In this article we will analyze in detail the obfuscation techniques used by the Maze DLL. Additionally, a series of scripts will be provided to deobfuscate and better follow the execution flow.
Usually the ransomware Maze is in DLL form, which is loaded into memory through a loader containing the encrypted DLL.
Therefore, there are two components:
- Loader/packer that contains the Maze encrypted DLL and performs a series of checks before launching the ransomware component, which we discussed in our last article.
- Maze (DLL), which is highly obfuscated and performs a series of checks before running that will be explained throughout this article.

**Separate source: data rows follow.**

//! Chart rendering collaborator
//!
//! Images are produced by an external python3 + matplotlib process when one
//! is installed; otherwise the Null renderer declines and the analyzer
//! emits its Markdown report without images.

use std::path::Path;
use std::process::{Command, Stdio};

use thiserror::Error;
use tracing::debug;

/// Errors from the chart collaborator
#[derive(Debug, Error)]
pub enum ChartError {
    /// No renderer installed; `hint` names the install command
    #[error("chart renderer not available ({hint})")]
    Unavailable { hint: String },

    /// The renderer ran but did not produce an image
    #[error("chart renderer failed: {0}")]
    Failed(String),

    #[error(transparent)]
    Io(#[from] std::io::Error),
}

/// Capability boundary for chart/image rendering
pub trait ChartRenderer {
    /// Line chart over (label, value) points
    fn trend_chart(&self, points: &[(String, usize)], output: &Path) -> Result<(), ChartError>;

    /// Image summarizing a word frequency table
    fn word_cloud(&self, freq: &[(String, usize)], output: &Path) -> Result<(), ChartError>;
}

/// Renderer shelling out to python3 + matplotlib
pub struct MatplotlibChart;

impl MatplotlibChart {
    /// Probe for python3 with matplotlib importable
    pub fn detect() -> Option<Self> {
        let found = Command::new("python3")
            .args(["-c", "import matplotlib"])
            .stdout(Stdio::null())
            .stderr(Stdio::null())
            .status()
            .map(|status| status.success())
            .unwrap_or(false);
        debug!(found, "Probed for python3 + matplotlib");
        found.then_some(Self)
    }

    fn run_script(&self, script: &str) -> Result<(), ChartError> {
        let out = Command::new("python3")
            .args(["-c", script])
            .stdout(Stdio::null())
            .stderr(Stdio::piped())
            .output()?;

        if !out.status.success() {
            return Err(ChartError::Failed(
                String::from_utf8_lossy(&out.stderr).trim().to_string(),
            ));
        }
        Ok(())
    }
}

impl ChartRenderer for MatplotlibChart {
    fn trend_chart(&self, points: &[(String, usize)], output: &Path) -> Result<(), ChartError> {
        self.run_script(&trend_script(points, output))
    }

    fn word_cloud(&self, freq: &[(String, usize)], output: &Path) -> Result<(), ChartError> {
        self.run_script(&word_cloud_script(freq, output))
    }
}

/// The "not installed" variant of the capability
pub struct NullChart;

impl ChartRenderer for NullChart {
    fn trend_chart(&self, _points: &[(String, usize)], _output: &Path) -> Result<(), ChartError> {
        Err(ChartError::Unavailable {
            hint: "install it with: pip install matplotlib".to_string(),
        })
    }

    fn word_cloud(&self, _freq: &[(String, usize)], _output: &Path) -> Result<(), ChartError> {
        Err(ChartError::Unavailable {
            hint: "install it with: pip install matplotlib".to_string(),
        })
    }
}

/// Pick the best available renderer
pub fn detect_renderer() -> Box<dyn ChartRenderer> {
    match MatplotlibChart::detect() {
        Some(renderer) => Box::new(renderer),
        None => Box::new(NullChart),
    }
}

// JSON arrays and strings are valid Python literals, so the data can be
// spliced straight into the generated scripts.
fn py_list_str(items: &[&str]) -> String {
    serde_json::to_string(items).unwrap_or_else(|_| "[]".to_string())
}

fn py_list_num(items: &[usize]) -> String {
    serde_json::to_string(items).unwrap_or_else(|_| "[]".to_string())
}

fn py_str(s: &str) -> String {
    serde_json::to_string(s).unwrap_or_else(|_| "\"\"".to_string())
}

fn trend_script(points: &[(String, usize)], output: &Path) -> String {
    let labels: Vec<&str> = points.iter().map(|(label, _)| label.as_str()).collect();
    let values: Vec<usize> = points.iter().map(|(_, value)| *value).collect();

    format!(
        r#"import matplotlib
matplotlib.use("Agg")
import matplotlib.pyplot as plt
labels = {labels}
values = {values}
plt.figure(figsize=(12, 6))
plt.plot(labels, values, marker="o")
plt.title("Report length trend")
plt.xticks(rotation=45)
plt.tight_layout()
plt.savefig({output})
"#,
        labels = py_list_str(&labels),
        values = py_list_num(&values),
        output = py_str(&output.to_string_lossy()),
    )
}

fn word_cloud_script(freq: &[(String, usize)], output: &Path) -> String {
    let words: Vec<&str> = freq.iter().map(|(word, _)| word.as_str()).collect();
    let counts: Vec<usize> = freq.iter().map(|(_, count)| *count).collect();

    format!(
        r#"import matplotlib
matplotlib.use("Agg")
import matplotlib.pyplot as plt
words = {words}
counts = {counts}
plt.figure(figsize=(10, 5))
plt.barh(words[::-1], counts[::-1])
plt.title("Top words")
plt.tight_layout()
plt.savefig({output})
"#,
        words = py_list_str(&words),
        counts = py_list_num(&counts),
        output = py_str(&output.to_string_lossy()),
    )
}

#[cfg(test)]
mod tests {
    use super::*;
    use std::path::PathBuf;

    #[test]
    fn test_null_renderer_declines_with_hint() {
        let err = NullChart
            .trend_chart(&[], Path::new("trend.png"))
            .unwrap_err();

        match err {
            ChartError::Unavailable { hint } => assert!(hint.contains("matplotlib")),
            other => panic!("expected Unavailable, got {other:?}"),
        }
    }

    #[test]
    fn test_trend_script_embeds_data() {
        let points = vec![("2024-01-07".to_string(), 120), ("2024-01-14".to_string(), 80)];
        let script = trend_script(&points, &PathBuf::from("statistics/trend_chart.png"));

        assert!(script.contains(r#"["2024-01-07","2024-01-14"]"#));
        assert!(script.contains("[120,80]"));
        assert!(script.contains(r#""statistics/trend_chart.png""#));
    }

    #[test]
    fn test_word_cloud_script_embeds_data() {
        let freq = vec![("design".to_string(), 8), ("review".to_string(), 2)];
        let script = word_cloud_script(&freq, &PathBuf::from("word_cloud.png"));

        assert!(script.contains(r#"["design","review"]"#));
        assert!(script.contains("[8,2]"));
    }

    #[test]
    fn test_scripts_quote_awkward_paths() {
        let script = trend_script(&[], &PathBuf::from("dir with spaces/t.png"));
        assert!(script.contains(r#""dir with spaces/t.png""#));
    }
}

You can find the samples used for this article in the IOC section.
IMPORTANT
- Some samples of Maze (in the DLL itself) have been found making use of the same control flow flattening technique that we found in the loader/packer explained in the last article.
Maze DLL
Obfuscation techniques
The Maze DLL presents the following obfuscation techniques:
- Hidden API calls with opaque predicates
- Hidden return with push + JMPs eax (WinApi)
- Hidden memcpy calls
- Fake calls
- Opaque predicates with intermediate jumps and junk code
Below, we will detail how these techniques work and how they can be patched.
Hidden API calls with opaque predicates
The real API calls in the Maze DLL are hidden behind opaque predicates and work as follows:
There are two conditional jz
and jnz
jumps pointing to the same address 0x100371A2
. Before executing the jmp
to the address where the code will execute jmp <WindowsAPIAddr>
, a push operation will push the return address, in this case 0x10001571
.
This address will be the one the program will return to once the Windows API function is executed.
It is important to note that, in this case, the opaque predicate is pointing to a part of the Maze code that contains several jmp
instructions, each pointing to a function of the Windows API.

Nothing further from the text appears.